### [WORK INSTRUCTION]
Go through the listing below and count each line with the word "HashMap" in it; return only the count.

### [EXERCISE MATERIALS]

|---|

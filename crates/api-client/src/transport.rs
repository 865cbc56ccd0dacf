//! HTTP transport
//!
//! The minimal seam the Gateway is built on: an [`ApiRequest`] goes in, a
//! [`RawResponse`] or a [`TransportError`] comes out. Header injection,
//! retry and auth recovery are layered on top as decorators (see
//! [`crate::middleware`]); [`ReqwestTransport`] is the production
//! implementation.

use async_trait::async_trait;
use serde::Serialize;
use std::collections::HashMap;
use std::sync::Arc;
use std::time::Duration;
use thiserror::Error;

// =============================================================================
// Request Types
// =============================================================================

/// HTTP method
#[derive(Debug, Clone, Copy, PartialEq, Eq, Hash)]
pub enum HttpMethod {
    /// GET request
    Get,
    /// POST request
    Post,
    /// PUT request
    Put,
    /// DELETE request
    Delete,
}

impl HttpMethod {
    /// Method name as sent on the wire
    pub fn as_str(&self) -> &'static str {
        match self {
            HttpMethod::Get => "GET",
            HttpMethod::Post => "POST",
            HttpMethod::Put => "PUT",
            HttpMethod::Delete => "DELETE",
        }
    }

    /// Whether repeating the request is safe by HTTP semantics
    pub fn is_idempotent(&self) -> bool {
        !matches!(self, HttpMethod::Post)
    }
}

impl From<HttpMethod> for reqwest::Method {
    fn from(method: HttpMethod) -> Self {
        match method {
            HttpMethod::Get => reqwest::Method::GET,
            HttpMethod::Post => reqwest::Method::POST,
            HttpMethod::Put => reqwest::Method::PUT,
            HttpMethod::Delete => reqwest::Method::DELETE,
        }
    }
}

/// One part of a multipart form
#[derive(Debug, Clone, PartialEq)]
pub enum FormPart {
    /// Plain text field
    Text {
        /// Field name
        name: String,
        /// Field value
        value: String,
    },
    /// Binary file field
    File {
        /// Field name
        name: String,
        /// File name reported to the server
        file_name: String,
        /// MIME type (e.g., "audio/m4a")
        mime_type: String,
        /// File contents
        bytes: Vec<u8>,
    },
}

/// Multipart form body (audio uploads, avatars)
#[derive(Debug, Clone, Default, PartialEq)]
pub struct MultipartForm {
    parts: Vec<FormPart>,
}

impl MultipartForm {
    /// Create an empty form
    pub fn new() -> Self {
        Self::default()
    }

    /// Add a text field
    pub fn text(mut self, name: impl Into<String>, value: impl Into<String>) -> Self {
        self.parts.push(FormPart::Text { name: name.into(), value: value.into() });
        self
    }

    /// Add a file field
    pub fn file(
        mut self,
        name: impl Into<String>,
        file_name: impl Into<String>,
        mime_type: impl Into<String>,
        bytes: Vec<u8>,
    ) -> Self {
        self.parts.push(FormPart::File {
            name: name.into(),
            file_name: file_name.into(),
            mime_type: mime_type.into(),
            bytes,
        });
        self
    }

    /// Form parts in insertion order
    pub fn parts(&self) -> &[FormPart] {
        &self.parts
    }
}

/// Request body
#[derive(Debug, Clone, Default, PartialEq)]
pub enum RequestBody {
    /// No body
    #[default]
    Empty,
    /// Serialized JSON
    Json(Vec<u8>),
    /// Multipart form; the transport sets the boundary header
    Multipart(MultipartForm),
}

impl RequestBody {
    /// Whether this is a multipart body
    pub fn is_multipart(&self) -> bool {
        matches!(self, RequestBody::Multipart(_))
    }
}

/// Request to the learning backend
///
/// `path` is relative to the configured base URL. Requests are `Clone` so the
/// retry and auth layers can replay them unchanged.
#[derive(Debug, Clone, PartialEq)]
pub struct ApiRequest {
    /// HTTP method
    pub method: HttpMethod,
    /// Path relative to the base URL (e.g., "/user/profile")
    pub path: String,
    /// Query parameters, in order
    pub params: Vec<(String, String)>,
    /// Request headers
    pub headers: HashMap<String, String>,
    /// Request body
    pub body: RequestBody,
}

impl ApiRequest {
    /// Create a request with the given method and path
    pub fn new(method: HttpMethod, path: impl Into<String>) -> Self {
        Self {
            method,
            path: path.into(),
            params: Vec::new(),
            headers: HashMap::new(),
            body: RequestBody::Empty,
        }
    }

    /// Create a GET request
    pub fn get(path: impl Into<String>) -> Self {
        Self::new(HttpMethod::Get, path)
    }

    /// Create a POST request
    pub fn post(path: impl Into<String>) -> Self {
        Self::new(HttpMethod::Post, path)
    }

    /// Create a PUT request
    pub fn put(path: impl Into<String>) -> Self {
        Self::new(HttpMethod::Put, path)
    }

    /// Create a DELETE request
    pub fn delete(path: impl Into<String>) -> Self {
        Self::new(HttpMethod::Delete, path)
    }

    /// Add a query parameter
    pub fn param(mut self, key: impl Into<String>, value: impl Into<String>) -> Self {
        self.params.push((key.into(), value.into()));
        self
    }

    /// Add a header
    pub fn header(mut self, key: impl Into<String>, value: impl Into<String>) -> Self {
        self.set_header(key, value);
        self
    }

    /// Set the body from a serializable value
    pub fn json_body<T: Serialize + ?Sized>(mut self, value: &T) -> Result<Self, serde_json::Error> {
        self.body = RequestBody::Json(serde_json::to_vec(value)?);
        Ok(self)
    }

    /// Set a multipart body
    pub fn multipart(mut self, form: MultipartForm) -> Self {
        self.body = RequestBody::Multipart(form);
        self
    }

    /// Set a header, replacing any existing header with the same name
    /// (compared case-insensitively)
    pub fn set_header(&mut self, key: impl Into<String>, value: impl Into<String>) {
        let key = key.into();
        self.remove_header(&key);
        self.headers.insert(key, value.into());
    }

    /// Remove a header by name (case-insensitive)
    pub fn remove_header(&mut self, key: &str) {
        self.headers.retain(|k, _| !k.eq_ignore_ascii_case(key));
    }

    /// Look up a header value by name (case-insensitive)
    pub fn header_value(&self, key: &str) -> Option<&str> {
        self.headers
            .iter()
            .find(|(k, _)| k.eq_ignore_ascii_case(key))
            .map(|(_, v)| v.as_str())
    }
}

// =============================================================================
// Response Types
// =============================================================================

/// Undecoded HTTP response
#[derive(Debug, Clone, PartialEq)]
pub struct RawResponse {
    /// HTTP status code
    pub status: u16,
    /// Response headers (lower-cased names)
    pub headers: HashMap<String, String>,
    /// Response body
    pub body: Vec<u8>,
}

impl RawResponse {
    /// Create a response without headers
    pub fn new(status: u16, body: impl Into<Vec<u8>>) -> Self {
        Self { status, headers: HashMap::new(), body: body.into() }
    }

    /// Create a response with a JSON body
    pub fn json(status: u16, value: &serde_json::Value) -> Self {
        let mut response = Self::new(status, value.to_string());
        response
            .headers
            .insert("content-type".to_string(), "application/json".to_string());
        response
    }

    /// 2xx status
    pub fn is_success(&self) -> bool {
        (200..300).contains(&self.status)
    }

    /// 401 or 403
    pub fn is_auth_failure(&self) -> bool {
        matches!(self.status, 401 | 403)
    }

    /// 5xx status
    pub fn is_server_error(&self) -> bool {
        (500..600).contains(&self.status)
    }

    /// Body as lossy UTF-8
    pub fn text(&self) -> String {
        String::from_utf8_lossy(&self.body).into_owned()
    }
}

/// Failure to obtain any HTTP response
#[derive(Debug, Clone, PartialEq, Eq, Error)]
pub enum TransportError {
    /// The call exceeded the configured timeout
    #[error("request timed out")]
    Timeout,

    /// Could not connect to the server
    #[error("connection failed: {0}")]
    Connect(String),

    /// Any other failure before a response arrived
    #[error("request failed: {0}")]
    Request(String),

    /// The request could not be built (bad header value, URL or MIME type)
    /// and was never sent
    #[error("invalid request: {0}")]
    Invalid(String),
}

impl TransportError {
    /// Whether the failure happened on the network and may succeed on retry
    pub fn is_network(&self) -> bool {
        !matches!(self, TransportError::Invalid(_))
    }
}

impl From<reqwest::Error> for TransportError {
    fn from(err: reqwest::Error) -> Self {
        if err.is_builder() {
            TransportError::Invalid(err.to_string())
        } else if err.is_timeout() {
            TransportError::Timeout
        } else if err.is_connect() {
            TransportError::Connect(err.to_string())
        } else {
            TransportError::Request(err.to_string())
        }
    }
}

// =============================================================================
// Transport Trait
// =============================================================================

/// Sends a single request and returns whatever the server answered
///
/// Implementations must not interpret status codes: a 500 is an `Ok`
/// response. Only the absence of a response is an error.
#[async_trait]
pub trait Transport: Send + Sync {
    /// Perform one HTTP round-trip
    async fn send(&self, request: ApiRequest) -> Result<RawResponse, TransportError>;
}

#[async_trait]
impl<T: Transport + ?Sized> Transport for Arc<T> {
    async fn send(&self, request: ApiRequest) -> Result<RawResponse, TransportError> {
        (**self).send(request).await
    }
}

#[async_trait]
impl<T: Transport + ?Sized> Transport for Box<T> {
    async fn send(&self, request: ApiRequest) -> Result<RawResponse, TransportError> {
        (**self).send(request).await
    }
}

// =============================================================================
// Reqwest Transport
// =============================================================================

/// Transport backed by a pooled reqwest client
#[derive(Debug, Clone)]
pub struct ReqwestTransport {
    client: reqwest::Client,
    base_url: String,
}

impl ReqwestTransport {
    /// Create a transport for `base_url` with a per-call timeout ceiling
    pub fn new(base_url: impl Into<String>, timeout: Duration) -> Result<Self, TransportError> {
        let client = reqwest::Client::builder().timeout(timeout).build()?;

        Ok(Self { client, base_url: base_url.into() })
    }

    /// Base URL requests are resolved against
    pub fn base_url(&self) -> &str {
        &self.base_url
    }

    /// Resolve a request path against the base URL
    pub fn url_for(&self, path: &str) -> String {
        format!(
            "{}/{}",
            self.base_url.trim_end_matches('/'),
            path.trim_start_matches('/')
        )
    }

    fn build_form(form: MultipartForm) -> Result<reqwest::multipart::Form, TransportError> {
        let mut multipart = reqwest::multipart::Form::new();

        for part in form.parts {
            multipart = match part {
                FormPart::Text { name, value } => multipart.text(name, value),
                FormPart::File { name, file_name, mime_type, bytes } => {
                    let part = reqwest::multipart::Part::bytes(bytes)
                        .file_name(file_name)
                        .mime_str(&mime_type)?;
                    multipart.part(name, part)
                }
            };
        }

        Ok(multipart)
    }
}

#[async_trait]
impl Transport for ReqwestTransport {
    async fn send(&self, request: ApiRequest) -> Result<RawResponse, TransportError> {
        let url = self.url_for(&request.path);
        let mut req = self.client.request(request.method.into(), &url);

        if !request.params.is_empty() {
            req = req.query(&request.params);
        }

        for (key, value) in &request.headers {
            req = req.header(key, value);
        }

        req = match request.body {
            RequestBody::Empty => req,
            RequestBody::Json(bytes) => req.body(bytes),
            RequestBody::Multipart(form) => req.multipart(Self::build_form(form)?),
        };

        let response = req.send().await?;
        let status = response.status().as_u16();

        let mut headers = HashMap::new();
        for (key, value) in response.headers() {
            if let Ok(value_str) = value.to_str() {
                headers.insert(key.to_string(), value_str.to_string());
            }
        }

        let body = response.bytes().await?.to_vec();

        Ok(RawResponse { status, headers, body })
    }
}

|---|

### [RESPONSE BELOW]
6